But usually theses approaches rely on a successive use of visual and audio classification [10, 19]. For example in [19], visual features are first used to identify the court views of a tennis video. Then ball hits, silence, applause, and speech are detected in these shots. The analysis of the sound transition pattern finally allows to refine the model, and identify specific events like scores, reserves, aces, serves and returns.

In this work, an intermediate strategy is used which consists in extracting separately shot-based “high level” audio and visual cues. The classification is then made using the audio and visual cues simultaneously (figure 3). In other words, we choose a transitional level between decision and feature levels. Before analyzing shots from raw image intensity and audio data, some preliminary decisions can be made using the features of the data (e.g., representation of audio features in terms of classes like music, ball hits, silence, speech, and applause). In this way, after making some basic decisions, the feature space size is reduced and each modality can be combined more easily.

This paper is organized as follows. Section 2 provides elements on tennis video syntax. Section 3 gives an overview of the system and describes the visual and audio features exploited. Section 4 introduces the structure analysis mechanism. Experimental results are presented and discussed in Section 5.

2 Tennis syntax

Sport video production is characterized by the use of a limited number of cameras at almost fixed positions. Considering a given instant, the point of view giving the most relevant information is selected by the broadcaster. Therefore sports are composed of a restricted number of typical scenes producing a repetitive pattern. For example, during a rally in a tennis video, the content provided by the camera filming the whole court is selected (we name it global view in the following). After the end of the rally, the player who has just carried out an action of interest is captured with a close-up. As close-up views never appear during a rally but right after or before it, global views are generally significant of a rally. Another example consists in replays that are notified to the viewers by inserting special transitions. Because of the presence of typical scenes, production rules, and the finite number of views, the tennis video has a predictable temporal syntax.
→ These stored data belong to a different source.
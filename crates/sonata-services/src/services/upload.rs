//! Upload ingestion and save.
//!
//! An upload without an `analysisId` is always a new record. With one, the
//! `(studyId, analysisId)` business key selects the record to overwrite, so
//! re-submitting an analysis replaces the pending payload instead of piling up
//! duplicates. Every ingestion restarts validation; only a VALIDATED (or
//! previously SAVED) upload can be saved.

use serde_json::Value;
use sonata_core::models::{
    AnalysisPayload, AnalysisTypeRef, IngestResponse, SaveResponse, UploadRecord, UploadState,
};
use sonata_core::{AppError, IdPrefix};
use sonata_db::UploadRepository;
use std::sync::Arc;

use super::analysis::AnalysisService;
use super::id_resolver::{BusinessKey, IdResolver, IdStrategy, Resolution};
use super::study::StudyService;
use super::validation::ValidationService;

const STATUS_OK: &str = "ok";

#[derive(Clone)]
pub struct UploadService {
    uploads: Arc<dyn UploadRepository>,
    studies: StudyService,
    validation: ValidationService,
    analyses: AnalysisService,
    resolver: IdResolver,
    retain_saved_payload: bool,
}

impl UploadService {
    pub fn new(
        uploads: Arc<dyn UploadRepository>,
        studies: StudyService,
        validation: ValidationService,
        analyses: AnalysisService,
        resolver: IdResolver,
        retain_saved_payload: bool,
    ) -> Self {
        Self {
            uploads,
            studies,
            validation,
            analyses,
            resolver,
            retain_saved_payload,
        }
    }

    #[tracing::instrument(skip(self, payload))]
    pub async fn ingest(&self, study_id: &str, payload: &str) -> Result<IngestResponse, AppError> {
        self.studies.check_exists(study_id).await?;

        let document: Value = serde_json::from_str(payload)?;
        if !document.is_object() {
            return Err(AppError::PayloadParsing(
                "the payload must be a JSON object".to_string(),
            ));
        }
        let analysis_id = document
            .get("analysisId")
            .and_then(Value::as_str)
            .map(str::trim)
            .filter(|id| !id.is_empty());

        let (record, replaced) = match analysis_id {
            None => (self.create_new(study_id, payload).await?, None),
            Some(analysis_id) => self.upsert(study_id, analysis_id, payload).await?,
        };

        let outcome = self.validation.submit(&record).await?;
        let status = match (&replaced, analysis_id) {
            (Some(_), Some(analysis_id)) => format!(
                "WARNING: replaced content for analysisId '{}'",
                analysis_id
            ),
            _ => STATUS_OK.to_string(),
        };

        tracing::info!(
            upload_id = %record.upload_id,
            state = %outcome.state,
            replaced = replaced.is_some(),
            "Upload ingested"
        );
        Ok(IngestResponse {
            upload_id: record.upload_id,
            status,
            replaced,
            state: outcome.state,
            errors: outcome.errors,
        })
    }

    async fn create_new(&self, study_id: &str, payload: &str) -> Result<UploadRecord, AppError> {
        let record = UploadRecord::new(
            self.resolver.generate(IdPrefix::Upload),
            study_id.to_string(),
            None,
            payload.to_string(),
        );
        self.uploads.create(&record).await?;
        Ok(record)
    }

    /// Create or overwrite the upload holding `(study_id, analysis_id)`.
    ///
    /// Losing the race to create the first record for a key surfaces as
    /// `UploadConflict`; one more resolution then finds the winner's record.
    async fn upsert(
        &self,
        study_id: &str,
        analysis_id: &str,
        payload: &str,
    ) -> Result<(UploadRecord, Option<String>), AppError> {
        match self.try_upsert(study_id, analysis_id, payload).await {
            Err(AppError::UploadConflict { .. }) => {
                tracing::debug!(
                    study_id = %study_id,
                    analysis_id = %analysis_id,
                    "Concurrent upload for the same analysis, retrying"
                );
                self.try_upsert(study_id, analysis_id, payload).await
            }
            other => other,
        }
    }

    async fn try_upsert(
        &self,
        study_id: &str,
        analysis_id: &str,
        payload: &str,
    ) -> Result<(UploadRecord, Option<String>), AppError> {
        let parts = [study_id, analysis_id];
        let key = BusinessKey::new("upload", IdPrefix::Upload, &parts, IdStrategy::Random);
        let resolution = self
            .resolver
            .resolve(&key, || {
                self.uploads.find_by_business_key(study_id, analysis_id)
            })
            .await?;

        match resolution {
            Resolution::Existing(mut record) => {
                record.replace_payload(payload.to_string());
                let rows = self.uploads.update(&record).await?;
                AppError::expect_single_row("upload", &record.upload_id, rows)?;
                let replaced = record.replaced_payload.clone();
                Ok((record, replaced))
            }
            Resolution::Fresh(upload_id) => {
                let record = UploadRecord::new(
                    upload_id,
                    study_id.to_string(),
                    Some(analysis_id.to_string()),
                    payload.to_string(),
                );
                self.uploads.create(&record).await?;
                Ok((record, None))
            }
        }
    }

    pub async fn read(&self, upload_id: &str) -> Result<UploadRecord, AppError> {
        self.uploads
            .read(upload_id)
            .await?
            .ok_or_else(|| AppError::UploadIdNotFound(upload_id.to_string()))
    }

    pub async fn list(
        &self,
        study_id: &str,
        state: Option<UploadState>,
    ) -> Result<Vec<UploadRecord>, AppError> {
        self.studies.check_exists(study_id).await?;
        self.uploads.list_by_study(study_id, state).await
    }

    /// Persist the analysis carried by a validated upload and mark it SAVED.
    #[tracing::instrument(skip(self))]
    pub async fn save(
        &self,
        study_id: &str,
        upload_id: &str,
        ignore_collisions: bool,
    ) -> Result<SaveResponse, AppError> {
        self.studies.check_exists(study_id).await?;
        let record = self.read(upload_id).await?;
        if record.study_id != study_id {
            tracing::debug!(upload_id = %upload_id, "Upload belongs to another study");
            return Err(AppError::UploadIdNotFound(upload_id.to_string()));
        }
        if !record.state.is_saveable() {
            return Err(AppError::UploadIdNotValidated {
                upload_id: upload_id.to_string(),
                state: record.state.to_string(),
            });
        }

        let mut payload: AnalysisPayload = serde_json::from_str(&record.payload)?;
        // Save against the exact type version the payload was validated with.
        if let Some(key) = &record.validated_type {
            payload.analysis_type = AnalysisTypeRef::Exact {
                name: key.name.clone(),
                version: Some(key.version),
            };
        }
        let analysis_id = self
            .analyses
            .create(study_id, &payload, ignore_collisions)
            .await?;
        if analysis_id.trim().is_empty() {
            return Err(AppError::AnalysisIdNotCreated(upload_id.to_string()));
        }

        let rows = self
            .uploads
            .mark_saved(upload_id, &record.payload, self.retain_saved_payload)
            .await?;
        AppError::expect_single_row("upload", upload_id, rows)?;

        tracing::info!(
            upload_id = %upload_id,
            analysis_id = %analysis_id,
            "Upload saved"
        );
        Ok(SaveResponse {
            analysis_id,
            status: STATUS_OK.to_string(),
        })
    }
}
The different types of views present in a tennis video can be divided into four principal classes: global, medium, close-up, and audience (see figure 1). In a tennis video production, global views contain much of the pertinent information. The remaining information relies on the presence or the absence of non-global views, but is independent of the type of these views. One specificity of our system is to identify global views from non-global view shots, and then to analyze the temporal interleaving of these shots.

Fig. 1
figure 1

Four main types of view in tennis video

We identify here four typical patterns in tennis videos that are: missed first serve, rally, replay, and break. The break class includes the scenes unrelated to games, such as commercials. A break is characterized by an important succession of such scenes. It appears when players change ends, generally every two games. We also take advantage of the well-defined and strong structure of tennis broadcast. As opposed to time-constrained sports that have a relatively loose structure, tennis is a score-constrained sport that can be broken down into sets, games and points (figure 2).

Fig. 2
figure 2

Structure of tennis game

3 System overview

In this section, we give an overview of the system (figure 3) and describe the extraction of audio and visual cues. First, the video stream is automatically segmented into shots by detecting cuts and dissolve transitions. Straight cut detection is performed by detecting rapid changes of the standard bin-wise difference between luminance histograms of DC pictures. Gradual shot transitions detection is performed by the twin-comparison method [20], using a dual threshold that accumulates significant differences to detect gradual transitions. The content of a detected shot is represented by a single keyframe (as only one keyframe is sufficient to illustrate the whole content of a view).

Fig. 3
figure 3

Structure analysis system overview

For each shot \(t\), we compute the following visual and audio features:

  • the duration \(d_t\) of the shot

  • a visual similarity \(v_t\) representing a visual distance between the keyframe extracted from the shot, and a global view model

  • a binary audio vector \(a_t\) describing which audio classes, among speech, applause, ball hits, silence and music, are present in the shot

The extraction of these higher-level features is described in Sections 3.1 and 3.2. The sequence of shot features results in a sequence of observations, which is then parsed by a HMM process. Final classification of each shot in typical tennis scenes is given by the resulting sequence of states.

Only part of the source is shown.